Why this demo matters

This demo shows that a repair can improve one dimension without justifying a fake full success claim.

That is exactly why revise exists.


5. What this pack teaches

Taken together, these three tiny demos teach several important lessons.

Lesson 1

Atlas routing can be turned into a small repair plan.

Lesson 2

A single safe early action can be enough for a meaningful local gain.

Lesson 3

Validation is what separates repair from action theatre.

Lesson 4

Rollback readiness should always remain visible, even when rollback is not triggered.

Lesson 5

Not every local gain means total closure.

Sometimes the right outcome is revise, and sometimes deeper WFGY 3.0 continuation becomes relevant.


6. Why this pack is useful

This pack is useful for at least five reasons.

A. Demo support

It is the first visible semi-auto repair sample layer.

B. Planner support

It gives the planner concrete output targets.

C. Validation support

It shows what compact before / after validation should look like.

D. Rollback support

It keeps restore points visible even in successful or partial-success cases.

E. WFGY bridge support

It demonstrates that local Atlas repair and deeper WFGY continuation belong to the same system, but not at the same layer.

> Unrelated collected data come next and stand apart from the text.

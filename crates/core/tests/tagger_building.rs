use tagger_core::builder::taggers;
use tagger_core::builder::{BuildContext, BuildOptions};
use tagger_core::model::{
    FebAssignment, FebChannel, LatRimSide, LongRimSide, StackPosition, WallSide,
};
use tagger_core::params::GeometryParams;

fn ctx() -> BuildContext {
    BuildContext::new(GeometryParams::default(), BuildOptions::default())
}

fn dual(feb_a: u32, feb_b: u32, pos: u32) -> FebAssignment {
    FebAssignment::Dual(FebChannel::new(feb_a, pos), FebChannel::new(feb_b, pos))
}

fn single(feb: u32, pos: u32) -> FebAssignment {
    FebAssignment::Single(FebChannel::new(feb, pos))
}

#[test]
fn fixed_side_stack_has_eighteen_dual_read_modules() {
    let mut ctx = ctx();
    let vname = taggers::side_tagger(&mut ctx, WallSide::East, StackPosition::North);

    assert_eq!(vname, "vol_tagger_SideLat_North_EastNorth");
    assert_eq!(ctx.modules_built(), 18);
    assert_eq!(ctx.feb_map.len(), 18);

    // Six groups of three, each read out by a pair of boards.
    assert_eq!(ctx.feb_map.get(0), Some(&dual(1, 2, 1)));
    assert_eq!(ctx.feb_map.get(2), Some(&dual(1, 2, 3)));
    assert_eq!(ctx.feb_map.get(3), Some(&dual(3, 4, 1)));
    assert_eq!(ctx.feb_map.get(17), Some(&dual(11, 12, 3)));

    let tagger = ctx.doc.volume(&vname).expect("tagger volume");
    assert_eq!(tagger.children.len(), 18);
}

#[test]
fn center_stack_groups_run_2_3_3_per_layer() {
    let mut ctx = ctx();
    taggers::side_tagger(&mut ctx, WallSide::West, StackPosition::Center);

    assert_eq!(ctx.modules_built(), 16);
    assert_eq!(ctx.feb_map.get(0), Some(&dual(1, 2, 1)));
    assert_eq!(ctx.feb_map.get(1), Some(&dual(1, 2, 2)));
    assert_eq!(ctx.feb_map.get(2), Some(&dual(3, 4, 1)));
    assert_eq!(ctx.feb_map.get(4), Some(&dual(3, 4, 3)));
    assert_eq!(ctx.feb_map.get(7), Some(&dual(5, 6, 3)));
    assert_eq!(ctx.feb_map.get(9), Some(&dual(7, 8, 2)));
    assert_eq!(ctx.feb_map.get(10), Some(&dual(9, 10, 1)));
    assert_eq!(ctx.feb_map.get(15), Some(&dual(11, 12, 3)));
}

#[test]
fn south_stack_enclosure_is_notched_for_the_overhang() {
    let mut ctx = ctx();
    let vname = taggers::side_tagger(&mut ctx, WallSide::West, StackPosition::South);

    assert_eq!(vname, "vol_tagger_SideLat_South_WestSouth");
    assert_eq!(ctx.modules_built(), 18);
    assert!(ctx.doc.solid("tagger_SideLat_South_external").is_some());
    assert!(ctx.doc.solid("tagger_SideLat_South_internal").is_some());
    assert!(matches!(
        ctx.doc.solid("tagger_SideLat_South"),
        Some(tagger_core::gdml::Solid::Subtraction { .. })
    ));

    // Only the top module of each layer shifts south with the overhang.
    let tagger = ctx.doc.volume(&vname).expect("tagger volume");
    let dz: Vec<f64> =
        tagger.children.iter().map(|c| c.position.as_ref().unwrap().z).collect();
    assert!(dz[8] > 0.0);
    assert!(dz[17] > 0.0);
    assert!(dz[..8].iter().all(|&z| z < 0.0));
}

#[test]
fn south_tagger_has_thirty_nine_modules() {
    let mut ctx = ctx();
    let vname = taggers::south_tagger(&mut ctx);

    assert_eq!(vname, "vol_tagger_SideSouth");
    assert_eq!(ctx.modules_built(), 39);
    assert_eq!(ctx.feb_map.len(), 39);

    // Half-length picket modules, with the full odd-length one in the middle.
    assert!(ctx.doc.volume("volAuxDet_MINOS_module_000_cut400_South").is_some());
    assert!(ctx.doc.volume("volAuxDet_MINOS_module_010_cut485_South").is_some());

    // 13 FEBs, one per group of three, single-ended.
    assert_eq!(ctx.feb_map.get(0), Some(&single(1, 1)));
    assert_eq!(ctx.feb_map.get(2), Some(&single(1, 3)));
    assert_eq!(ctx.feb_map.get(3), Some(&single(2, 1)));
    assert_eq!(ctx.feb_map.get(38), Some(&single(13, 3)));

    // Vertical modules stand upright, horizontal ones lie crosswise.
    let tagger = ctx.doc.volume(&vname).expect("tagger volume");
    assert_eq!(tagger.children.len(), 39);
    let rot0 = tagger.children[0].rotation.as_ref().expect("vertical rotation");
    assert_eq!((rot0.x, rot0.y, rot0.z), (90.0, 0.0, 90.0));
    let rot21 = tagger.children[21].rotation.as_ref().expect("horizontal rotation");
    assert_eq!(rot21.y.abs(), 90.0);
}

#[test]
fn north_tagger_is_six_rows_of_four_cut_modules() {
    let mut ctx = ctx();
    let vname = taggers::north_tagger(&mut ctx);

    assert_eq!(vname, "vol_tagger_SideNorth");
    assert_eq!(ctx.modules_built(), 24);

    // A bank of four boards serves three rows at positions 1..3.
    assert_eq!(ctx.feb_map.get(0), Some(&single(1, 1)));
    assert_eq!(ctx.feb_map.get(3), Some(&single(4, 1)));
    assert_eq!(ctx.feb_map.get(4), Some(&single(1, 2)));
    assert_eq!(ctx.feb_map.get(11), Some(&single(4, 3)));
    assert_eq!(ctx.feb_map.get(12), Some(&single(5, 1)));
    assert_eq!(ctx.feb_map.get(23), Some(&single(8, 3)));

    // Modules point inward from both columns.
    let tagger = ctx.doc.volume(&vname).expect("tagger volume");
    assert_eq!(tagger.children.len(), 24);
    for child in &tagger.children {
        let x = child.position.as_ref().unwrap().x;
        let rot = child.rotation.as_ref().expect("rotation");
        if x > 0.0 {
            assert_eq!(rot.y, 90.0);
        } else {
            assert_eq!(rot.y, -90.0);
        }
    }
}

#[test]
fn bottom_tagger_rotates_the_four_bridge_modules() {
    let mut ctx = ctx();
    let vname = taggers::bottom_tagger(&mut ctx);

    assert_eq!(vname, "vol_tagger_Bottom");
    assert_eq!(ctx.modules_built(), 14);
    assert_eq!(ctx.feb_map.get(0), Some(&single(1, 1)));
    assert_eq!(ctx.feb_map.get(13), Some(&single(14, 1)));

    let tagger = ctx.doc.volume(&vname).expect("tagger volume");
    for (i, child) in tagger.children.iter().enumerate() {
        assert_eq!(child.rotation.is_some(), (5..9).contains(&i), "module {i}");
    }
}

#[test]
fn top_tagger_is_an_84_module_grid() {
    let mut ctx = ctx();
    let vname = taggers::top_tagger(&mut ctx);

    assert_eq!(vname, "vol_tagger_Top");
    assert_eq!(ctx.modules_built(), 84);
    assert_eq!(ctx.feb_map.get(0), Some(&single(1, 1)));
    assert_eq!(ctx.feb_map.get(83), Some(&single(84, 1)));

    // 6 columns of 14: x advances once per full z sweep.
    let tagger = ctx.doc.volume(&vname).expect("tagger volume");
    assert_eq!(tagger.children.len(), 84);
    let x0 = tagger.children[0].position.as_ref().unwrap().x;
    let x13 = tagger.children[13].position.as_ref().unwrap().x;
    let x14 = tagger.children[14].position.as_ref().unwrap().x;
    assert_eq!(x0, x13);
    assert!(x14 > x0);
}

#[test]
fn rim_taggers_have_their_surveyed_counts_and_rotations() {
    let mut ctx = ctx();
    let vrw = taggers::lat_rim_tagger(&mut ctx, LatRimSide::West);
    let vre = taggers::lat_rim_tagger(&mut ctx, LatRimSide::East);
    let vrs = taggers::long_rim_tagger(&mut ctx, LongRimSide::South);
    let vrn = taggers::long_rim_tagger(&mut ctx, LongRimSide::North);

    assert_eq!(ctx.modules_built(), 14 + 14 + 6 + 6);

    let west = ctx.doc.volume(&vrw).expect("west rim");
    assert_eq!(west.children.len(), 14);
    assert!(west.children.iter().all(|c| c.rotation.as_ref().is_some_and(|r| r.y == 180.0)));

    let east = ctx.doc.volume(&vre).expect("east rim");
    assert_eq!(east.children.len(), 14);
    assert!(east.children.iter().all(|c| c.rotation.is_none()));

    let south = ctx.doc.volume(&vrs).expect("south rim");
    assert_eq!(south.children.len(), 6);
    assert!(south.children.iter().all(|c| c.rotation.as_ref().is_some_and(|r| r.y == 90.0)));

    let north = ctx.doc.volume(&vrn).expect("north rim");
    assert_eq!(north.children.len(), 6);
    assert!(north.children.iter().all(|c| c.rotation.as_ref().is_some_and(|r| r.y == -90.0)));
}
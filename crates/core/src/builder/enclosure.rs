//! Support beams and the outer CRT shell.
//!
//! The shell is the single volume the master geometry includes: a box with
//! the warm-vessel void subtracted, holding every tagger enclosure plus the
//! roof support beams at their surveyed positions.

use crate::builder::BuildContext;
use crate::gdml::{Material, PhysVol, Position, Rotation, Volume};
use crate::model::{LatRimSide, LongRimSide, StackPosition, WallSide};
use crate::registry::{BeamPart, BoolPart, SolidKey};

use super::taggers;

/// Build one wide-flange roof support beam.
///
/// The I profile is carved from a box by subtracting the same channel solid
/// once per side of the web. The solid is shared; each beam gets its own
/// numbered volume.
pub fn beam(ctx: &mut BuildContext) -> String {
    let p = ctx.params.clone();
    let beam_id = ctx.next_beam_id();

    let xxsub = 0.5 * (p.beam_width - p.beam_web_thick);
    let yysub = p.beam_height - 2.0 * p.beam_flange_thick;
    let xsubpos = 0.5 * (p.beam_width - 0.5 * (p.beam_width - p.beam_web_thick));

    if ctx.opts.test_mode && beam_id == 1 {
        let area = p.beam_width * p.beam_height
            - (p.beam_width - p.beam_web_thick) * (p.beam_height - 2.0 * p.beam_flange_thick);
        println!("modeled - true beam areas (cm^2): {}", area - p.beam_true_area);
    }

    let ext = ctx.solids.get_or_box(
        &mut ctx.doc,
        SolidKey::Beam { part: BeamPart::External },
        p.beam_width,
        p.beam_height,
        p.beam_length,
    );
    let int = ctx.solids.get_or_box(
        &mut ctx.doc,
        SolidKey::Beam { part: BeamPart::Internal },
        xxsub,
        yysub,
        p.beam_length,
    );
    let sub1 = ctx.solids.get_or_subtraction(
        &mut ctx.doc,
        SolidKey::Beam { part: BeamPart::FirstSubtraction },
        ext,
        int.clone(),
        Position::new("beamsubpos1", xsubpos, 0.0, 0.0),
    );
    let sname = ctx.solids.get_or_subtraction(
        &mut ctx.doc,
        SolidKey::Beam { part: BeamPart::Full },
        sub1,
        int,
        Position::new("beamsubpos2", -xsubpos, 0.0, 0.0),
    );

    let vname = format!("vol{}_{beam_id}", SolidKey::Beam { part: BeamPart::Full }.name());
    ctx.doc.add_volume(Volume::new(vname.clone(), Material::Steel, sname));
    vname
}

/// Build the air enclosure holding the full rank of roof support beams,
/// evenly spaced along z and turned crosswise.
pub fn beam_volume(ctx: &mut BuildContext) -> String {
    let p = ctx.params.clone();
    let padding = 0.01;

    let xx = p.beam_length + padding;
    let yy = p.beam_height + padding;
    let zz = (p.n_beams - 1) as f64 * p.crt_beam_spacing + p.beam_width + padding;

    let beams: Vec<String> = (0..p.n_beams).map(|_| beam(ctx)).collect();

    let sname = ctx.solids.get_or_box(&mut ctx.doc, SolidKey::BeamEnclosure, xx, yy, zz);
    let vname = format!("vol{}", SolidKey::BeamEnclosure.name());
    let mut v = Volume::new(vname.clone(), Material::Air, sname);
    for (i, beam_vol) in beams.iter().enumerate() {
        let dz = 0.5 * (padding - zz + p.beam_width) + i as f64 * p.crt_beam_spacing;
        v.place(
            PhysVol::new(beam_vol.clone())
                .at(Position::new(format!("pos{beam_vol}"), 0.0, 0.0, dz))
                .rotated(Rotation::new(format!("rot{beam_vol}"), 0.0, 90.0, 0.0)),
        );
    }
    ctx.doc.add_volume(v);
    vname
}

/// Build every tagger and assemble the CRT shell around the warm-vessel
/// void. Returns the shell volume name.
pub fn detector_enclosure(ctx: &mut BuildContext) -> String {
    let p = ctx.params.clone();
    let m_mod_h = p.minos_mod_height();
    let stack_depth = p.side_crt_stack_depth();
    let swo = p.shell_wv_offset();

    let xxint = p.wv_width + 2.0 * p.side_crt_wv_offset;
    let yyint = p.wv_height + 1.0 + p.wv_pad_y;
    let zzint = p.wv_length + 2.0 * p.side_crt_wv_offset;

    let xxext = p.wv_width + 2.0 * p.side_crt_roll_offset + 1.1 * stack_depth;
    let yyext = p.shell_y();
    let zzext = p.shell_z();

    let vws = taggers::side_tagger(ctx, WallSide::West, StackPosition::South);
    let vwc = taggers::side_tagger(ctx, WallSide::West, StackPosition::Center);
    let vwn = taggers::side_tagger(ctx, WallSide::West, StackPosition::North);
    let ves = taggers::side_tagger(ctx, WallSide::East, StackPosition::South);
    let vec = taggers::side_tagger(ctx, WallSide::East, StackPosition::Center);
    let ven = taggers::side_tagger(ctx, WallSide::East, StackPosition::North);
    let vss = taggers::south_tagger(ctx);
    let vnn = taggers::north_tagger(ctx);
    let vbt = taggers::bottom_tagger(ctx);
    let vtt = taggers::top_tagger(ctx);
    let vrw = taggers::lat_rim_tagger(ctx, LatRimSide::West);
    let vre = taggers::lat_rim_tagger(ctx, LatRimSide::East);
    let vrs = taggers::long_rim_tagger(ctx, LongRimSide::South);
    let vrn = taggers::long_rim_tagger(ctx, LongRimSide::North);
    let vbeam = beam_volume(ctx);

    let ext = ctx.solids.get_or_box(
        &mut ctx.doc,
        SolidKey::Shell { part: Some(BoolPart::External) },
        xxext,
        yyext,
        zzext,
    );
    let int = ctx.solids.get_or_box(
        &mut ctx.doc,
        SolidKey::Shell { part: Some(BoolPart::Internal) },
        xxint,
        yyint,
        zzint,
    );
    let sname = ctx.solids.get_or_subtraction(
        &mut ctx.doc,
        SolidKey::Shell { part: None },
        ext,
        int,
        Position::new(
            "crtshellsubpos",
            0.0,
            -0.5 * p.shell_y() + p.wv_foot_elevation + 0.5 * p.wv_height + 0.5 * p.wv_pad_y,
            -swo,
        ),
    );

    let vname = format!("vol{}", SolidKey::Shell { part: None }.name());
    let mut shell = Volume::new(vname.clone(), Material::Air, sname);

    let place = |shell: &mut Volume, v: &str, x: f64, y: f64, z: f64, rot: Option<Rotation>| {
        let mut pv = PhysVol::new(v.to_string()).at(Position::new(format!("pos{v}"), x, y, z));
        if let Some(rot) = rot {
            pv = pv.rotated(rot);
        }
        shell.place(pv);
    };

    // Roof support beams sit just under the top tagger.
    place(
        &mut shell,
        &vbeam,
        0.0,
        p.cern_top_y() - 0.5 * p.beam_height - 0.6 * p.cern_mod_height(),
        0.0,
        None,
    );

    // Side walls: fixed south and north stacks flush against the vessel,
    // center stacks pushed out to clear the rollers.
    let x_fix = 0.5 * p.wv_width + p.side_crt_wv_offset + 0.5 * stack_depth;
    let x_roll = 0.5 * p.wv_width + p.side_crt_roll_offset;
    place(&mut shell, &vws, x_fix, p.minos_lat_fix_y(), p.minos_lat_south_z() - swo, None);
    place(&mut shell, &vwc, x_roll, p.minos_lat_roll_y(), p.minos_lat_cent_z() - swo, None);
    place(&mut shell, &vwn, x_fix, p.minos_lat_fix_y(), p.minos_lat_north_z() - swo, None);
    place(&mut shell, &ves, -x_fix, p.minos_lat_fix_y(), p.minos_lat_south_z() - swo, None);
    place(&mut shell, &vec, -x_roll, p.minos_lat_roll_y(), p.minos_lat_cent_z() - swo, None);
    place(&mut shell, &ven, -x_fix, p.minos_lat_fix_y(), p.minos_lat_north_z() - swo, None);

    place(
        &mut shell,
        &vnn,
        0.0,
        p.minos_north_y(),
        0.5 * p.wv_length + p.side_crt_wv_offset + 0.5 * stack_depth - swo,
        None,
    );
    place(
        &mut shell,
        &vss,
        0.0,
        p.minos_south_y(),
        -(0.5 * p.wv_length
            + p.side_crt_wv_offset
            + 0.5 * (stack_depth + p.pad_tagger + m_mod_h))
            - swo,
        None,
    );

    place(&mut shell, &vbt, 0.0, p.dc_position_y, -swo, None);

    place(&mut shell, &vtt, 0.0, p.cern_top_y(), p.cern_top_z() - swo, None);

    // The four rim taggers hang off the roof edges, tipped to vertical.
    place(
        &mut shell,
        &vrw,
        p.cern_rim_lat_x(),
        p.cern_rim_lat_y(),
        p.cern_rim_lat_z() - swo,
        Some(Rotation::new(format!("rot{vrw}"), 0.0, 0.0, p.slope_inclination)),
    );
    place(
        &mut shell,
        &vre,
        -p.cern_rim_lat_x(),
        p.cern_rim_lat_y(),
        p.cern_rim_lat_z() - swo,
        Some(Rotation::new(format!("rot{vre}"), 0.0, 0.0, -p.slope_inclination)),
    );
    place(
        &mut shell,
        &vrs,
        0.0,
        p.cern_rim_south_y(),
        p.cern_rim_south_z() - swo,
        Some(Rotation::new(format!("rot{vrs}"), p.slope_inclination, 0.0, 0.0)),
    );
    place(
        &mut shell,
        &vrn,
        0.0,
        p.cern_rim_north_y(),
        p.cern_rim_north_z() - swo,
        Some(Rotation::new(format!("rot{vrn}"), -p.slope_inclination, 0.0, 0.0)),
    );

    ctx.doc.add_volume(shell);
    vname
}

7. What this pack does not yet include

Tiny Semi-Auto Demo Pack v1 does not yet include:

  • F6-heavy intervention demos
  • full notebook implementations
  • replay/live orchestration code
  • large benchmark demo suites
  • multi-step repair chains
  • full WFGY continuation walkthroughs

Those can come later.

This pack is intentionally small and disciplined.


Once this pack exists, the next useful follow-up is probably one of these:

  1. create a notebook-oriented replay version of these three demos
  2. create a JSON pack version of these three demos
  3. create one worked escalation example where local repair fails and WFGY 3.0 continuation becomes clearly necessary

The strongest immediate next step is probably:

create one worked escalation example

because that would make the Atlas → Auto Repair → WFGY 3.0 bridge even more visible.


9. One-line summary

Tiny Semi-Auto Demo Pack v1 provides the first compact F1, F4, and F7 semi-auto repair demos that show planner output, bounded local action, validation, final outcome, and possible WFGY 3.0 continuation.